Scan the entries below for the word "DbId" and copy every line in which it occurs.
=== Data to use ===
use std::net::SocketAddr;
use std::sync::Arc;

use tracing_subscriber::{layer::SubscriberExt, util::SubscriberInitExt};

use easel_api::config::ServerConfig;
use easel_api::router::build_app_router;
use easel_api::state::AppState;
use easel_api::ws;

#[tokio::main]
async fn main() {
    dotenvy::dotenv().ok();

    // --- Tracing ---
    tracing_subscriber::registry()
        .with(
            tracing_subscriber::EnvFilter::try_from_default_env()
                .unwrap_or_else(|_| "easel_api=debug,tower_http=debug".into()),
        )
        .with(tracing_subscriber::fmt::layer())
        .init();

    // --- Configuration ---
    let config = ServerConfig::from_env();
    tracing::info!(host = %config.host, port = %config.port, "Loaded server configuration");

    // --- Database ---
    // Startup-time checks are legitimately fatal; steady-state event
    // failures never are.
    let database_url = std::env::var("DATABASE_URL").expect("DATABASE_URL must be set");

    let pool = easel_db::create_pool(&database_url)
        .await
        .expect("Failed to connect to database");
    tracing::info!("Database connection pool created");

    easel_db::health_check(&pool)
        .await
        .expect("Database health check failed");
    tracing::info!("Database health check passed");

    easel_db::run_migrations(&pool)
        .await
        .expect("Failed to run database migrations");
    tracing::info!("Database migrations applied");

    // --- Shared state (connection manager + registries) ---
    let state = AppState::new(pool, config.clone());

    // --- Heartbeat ---
    let heartbeat_handle = ws::start_heartbeat(Arc::clone(&state.ws));

    // --- Router ---
    let ws_manager = Arc::clone(&state.ws);
    let app = build_app_router(state, &config);

    // --- Start server ---
    let addr = SocketAddr::new(
        config.host.parse().expect("Invalid HOST address"),
        config.port,
    );
    tracing::info!(%addr, "Starting server");

    let listener = tokio::net::TcpListener::bind(addr)
        .await
        .expect("Failed to bind to address");

    axum::serve(listener, app)
        .with_graceful_shutdown(shutdown_signal())
        .await
        .expect("Server error");

    // --- Post-shutdown cleanup ---
    tracing::info!("Server stopped accepting connections, cleaning up");

    let ws_count = ws_manager.connection_count().await;
    tracing::info!(ws_count, "Closing remaining WebSocket connections");
    ws_manager.shutdown_all().await;

    heartbeat_handle.abort();
    tracing::info!("Heartbeat task stopped");

    tracing::info!("Graceful shutdown complete");
}

/// Wait for a termination signal to initiate graceful shutdown.
///
/// Handles both SIGINT (Ctrl-C) and SIGTERM (on Unix) so the server shuts
/// down cleanly whether stopped interactively or by a process manager.
async fn shutdown_signal() {
    let ctrl_c = async {
        tokio::signal::ctrl_c()
            .await
            .expect("Failed to install Ctrl-C handler");
    };

    #[cfg(unix)]
    let terminate = async {
        tokio::signal::unix::signal(tokio::signal::unix::SignalKind::terminate())
            .expect("Failed to install SIGTERM handler")
            .recv()
            .await;
    };

    #[cfg(not(unix))]
    let terminate = std::future::pending::<()>();

    tokio::select! {
        () = ctrl_c => {
            tracing::info!("Received SIGINT (Ctrl-C), starting graceful shutdown");
        }
        () = terminate => {
            tracing::info!("Received SIGTERM, starting graceful shutdown");
        }
    }
}
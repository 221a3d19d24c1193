//! Resolved user identities and room roster entries.
//!
//! A connection resolves its credential exactly once, before any room event
//! is accepted. Identity is stable across reconnects (same user id); the
//! connection id is not.

use serde::{Deserialize, Serialize};

use crate::types::{ConnectionId, DbId};

/// Display name used when no credential resolves.
pub const ANONYMOUS_NAME: &str = "Anonymous";

/// The identity a connection acts under.
#[derive(Debug, Clone, PartialEq, Eq)]
pub enum Identity {
    /// Verified credential mapped to a stored user.
    User { id: DbId, name: String },
    /// Missing, malformed, or expired credential. The connection proceeds
    /// anyway; its connection id stands in for a user id.
    Anonymous,
}

impl Identity {
    pub fn display_name(&self) -> &str {
        match self {
            Identity::User { name, .. } => name,
            Identity::Anonymous => ANONYMOUS_NAME,
        }
    }

    pub fn is_anonymous(&self) -> bool {
        matches!(self, Identity::Anonymous)
    }

    /// The key a room presence entry is de-duplicated by: the stable user id
    /// when known, otherwise the ephemeral connection id (no de-duplication
    /// possible for anonymous connections).
    pub fn presence_key(&self, connection_id: ConnectionId) -> PresenceKey {
        match self {
            Identity::User { id, .. } => PresenceKey::User(*id),
            Identity::Anonymous => PresenceKey::Connection(connection_id),
        }
    }
}

/// Dedup key for room presence. A room holds at most one entry per key.
#[derive(Debug, Clone, Copy, PartialEq, Eq, Hash)]
pub enum PresenceKey {
    User(DbId),
    Connection(ConnectionId),
}

/// One member of a room's live roster, as broadcast to clients.
#[derive(Debug, Clone, PartialEq, Serialize, Deserialize)]
#[serde(rename_all = "camelCase")]
pub struct PresenceEntry {
    /// Stable user id for known users, the connection id for anonymous ones.
    pub id: String,
    pub name: String,
    pub connection_id: ConnectionId,
    pub x: f64,
    pub y: f64,
    pub is_drawing: bool,
}

impl PresenceEntry {
    /// Fresh entry for a connection that just joined: cursor at the origin,
    /// not drawing.
    pub fn new(connection_id: ConnectionId, identity: &Identity) -> Self {
        let id = match identity {
            Identity::User { id, .. } => id.to_string(),
            Identity::Anonymous => connection_id.to_string(),
        };
        Self {
            id,
            name: identity.display_name().to_string(),
            connection_id,
            x: 0.0,
            y: 0.0,
            is_drawing: false,
        }
    }
}

#[cfg(test)]
mod tests {
    use super::*;

    #[test]
    fn test_known_user_keys_by_user_id() {
        let identity = Identity::User {
            id: 7,
            name: "ada".into(),
        };
        let conn = ConnectionId::new_v4();
        assert_eq!(identity.presence_key(conn), PresenceKey::User(7));

        let entry = PresenceEntry::new(conn, &identity);
        assert_eq!(entry.id, "7");
        assert_eq!(entry.name, "ada");
        assert!(!entry.is_drawing);
    }

    #[test]
    fn test_anonymous_keys_by_connection_id() {
        let conn = ConnectionId::new_v4();
        assert_eq!(
            Identity::Anonymous.presence_key(conn),
            PresenceKey::Connection(conn)
        );

        let entry = PresenceEntry::new(conn, &Identity::Anonymous);
        assert_eq!(entry.id, conn.to_string());
        assert_eq!(entry.name, ANONYMOUS_NAME);
    }
}
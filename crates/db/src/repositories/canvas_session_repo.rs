//! Repository for the `canvas_sessions` table: the per-room drawing log.
//!
//! Append order is room-scoped, not global: the row lock taken by each
//! `UPDATE` serializes appends to one room while leaving other rooms
//! untouched, including across server processes.

use sqlx::types::Json;
use sqlx::PgPool;

use easel_core::canvas::{Shape, Stroke};

use crate::models::canvas_session::CanvasSession;

const COLUMNS: &str = "id, room_id, owner, strokes, shapes, snapshot, created_at, updated_at";

/// Durable storage for room canvases.
pub struct CanvasSessionRepo;

impl CanvasSessionRepo {
    /// Fetch the session for a room, creating an empty one if absent.
    ///
    /// Concurrent first-joiners race on the `uq_canvas_sessions_room_id`
    /// constraint: `ON CONFLICT DO NOTHING` lets exactly one INSERT win, and
    /// the loser falls through to read the winner's row. `owner` is only
    /// recorded by the winning insert.
    pub async fn load_or_create(
        pool: &PgPool,
        room_id: &str,
        owner: &str,
    ) -> Result<CanvasSession, sqlx::Error> {
        let insert = format!(
            "INSERT INTO canvas_sessions (room_id, owner)
             VALUES ($1, $2)
             ON CONFLICT (room_id) DO NOTHING
             RETURNING {COLUMNS}"
        );
        if let Some(created) = sqlx::query_as::<_, CanvasSession>(&insert)
            .bind(room_id)
            .bind(owner)
            .fetch_optional(pool)
            .await?
        {
            tracing::debug!(room_id, owner, "Created canvas session");
            return Ok(created);
        }

        let select = format!("SELECT {COLUMNS} FROM canvas_sessions WHERE room_id = $1");
        sqlx::query_as::<_, CanvasSession>(&select)
            .bind(room_id)
            .fetch_one(pool)
            .await
    }

    /// Append one stroke to a room's log. Returns `false` if the room has no
    /// session (stale reference).
    pub async fn append_stroke(
        pool: &PgPool,
        room_id: &str,
        stroke: &Stroke,
    ) -> Result<bool, sqlx::Error> {
        let result = sqlx::query(
            "UPDATE canvas_sessions
             SET strokes = strokes || $2, updated_at = NOW()
             WHERE room_id = $1",
        )
        .bind(room_id)
        .bind(Json(stroke))
        .execute(pool)
        .await?;
        Ok(result.rows_affected() > 0)
    }

    /// Append one shape to a room's log. Returns `false` if the room has no
    /// session.
    pub async fn append_shape(
        pool: &PgPool,
        room_id: &str,
        shape: &Shape,
    ) -> Result<bool, sqlx::Error> {
        let result = sqlx::query(
            "UPDATE canvas_sessions
             SET shapes = shapes || $2, updated_at = NOW()
             WHERE room_id = $1",
        )
        .bind(room_id)
        .bind(Json(shape))
        .execute(pool)
        .await?;
        Ok(result.rows_affected() > 0)
    }

    /// Reposition the shape with the given stable id.
    ///
    /// Rewrites only the matching element's `x`/`y`, leaving log order
    /// intact. Returns `false` when the room or the shape id is unknown.
    pub async fn move_shape(
        pool: &PgPool,
        room_id: &str,
        shape_id: &str,
        x: f64,
        y: f64,
    ) -> Result<bool, sqlx::Error> {
        let result = sqlx::query(
            "UPDATE canvas_sessions
             SET shapes = (
                 SELECT COALESCE(jsonb_agg(
                     CASE WHEN elem->>'id' = $2
                          THEN elem || jsonb_build_object('x', $3::float8, 'y', $4::float8)
                          ELSE elem
                     END), '[]'::jsonb)
                 FROM jsonb_array_elements(shapes) AS elem
             ), updated_at = NOW()
             WHERE room_id = $1
               AND EXISTS (
                   SELECT 1 FROM jsonb_array_elements(shapes) AS e
                   WHERE e->>'id' = $2
               )",
        )
        .bind(room_id)
        .bind(shape_id)
        .bind(x)
        .bind(y)
        .execute(pool)
        .await?;
        Ok(result.rows_affected() > 0)
    }

    /// Last-writer-wins overwrite of the raster snapshot. Does not touch the
    /// stroke/shape logs.
    pub async fn replace_snapshot(
        pool: &PgPool,
        room_id: &str,
        snapshot: &str,
    ) -> Result<bool, sqlx::Error> {
        let result = sqlx::query(
            "UPDATE canvas_sessions
             SET snapshot = $2, updated_at = NOW()
             WHERE room_id = $1",
        )
        .bind(room_id)
        .bind(snapshot)
        .execute(pool)
        .await?;
        Ok(result.rows_affected() > 0)
    }
}
//! Canvas session entity model.

use sqlx::types::Json;
use sqlx::FromRow;

use easel_core::canvas::{Shape, Stroke};
use easel_core::types::{DbId, RoomId, Timestamp};

/// Row from the `canvas_sessions` table: the durable aggregate for one room.
///
/// `strokes` and `shapes` are the authoritative append-only logs, replayed
/// in order by new joiners. `snapshot` is a non-authoritative raster cache
/// for fast initial paint and may lag the logs.
#[derive(Debug, Clone, FromRow)]
pub struct CanvasSession {
    pub id: DbId,
    pub room_id: RoomId,
    /// User id of the first joiner, or their connection id when anonymous.
    pub owner: String,
    pub strokes: Json<Vec<Stroke>>,
    pub shapes: Json<Vec<Shape>>,
    pub snapshot: Option<String>,
    pub created_at: Timestamp,
    pub updated_at: Timestamp,
}
//! PostgreSQL persistence for Easel: pool construction, migrations, row
//! models, and repositories.
//!
//! The drawing log lives in the `canvas_sessions` table, one row per room,
//! with strokes and shapes as JSONB arrays. Appends are single-statement
//! JSONB concatenations, so they are atomic per call and ordered per room
//! even with multiple server processes writing concurrently.

pub mod models;
pub mod repositories;

use sqlx::postgres::PgPoolOptions;

pub type DbPool = sqlx::PgPool;

/// Create a connection pool from a database URL.
pub async fn create_pool(database_url: &str) -> Result<DbPool, sqlx::Error> {
    PgPoolOptions::new()
        .max_connections(20)
        .connect(database_url)
        .await
}

/// Cheap connectivity probe, used by startup checks and `/health`.
pub async fn health_check(pool: &DbPool) -> Result<(), sqlx::Error> {
    sqlx::query("SELECT 1").execute(pool).await?;
    Ok(())
}

/// Apply embedded migrations from `crates/db/migrations`.
pub async fn run_migrations(pool: &DbPool) -> Result<(), sqlx::migrate::MigrateError> {
    sqlx::migrate!("./migrations").run(pool).await
}
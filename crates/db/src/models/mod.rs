//! Row models.
//!
//! Each submodule contains a `FromRow` entity struct matching the database
//! row. DTOs are not needed here: writes go through targeted repository
//! methods rather than generic create/update patches.

pub mod canvas_session;
pub mod user;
===
Result for this exercise ::
use crate::types::{ConnectionId, DbId};
    User { id: DbId, name: String },
    User(DbId),
use easel_core::types::{DbId, RoomId, Timestamp};
    pub id: DbId,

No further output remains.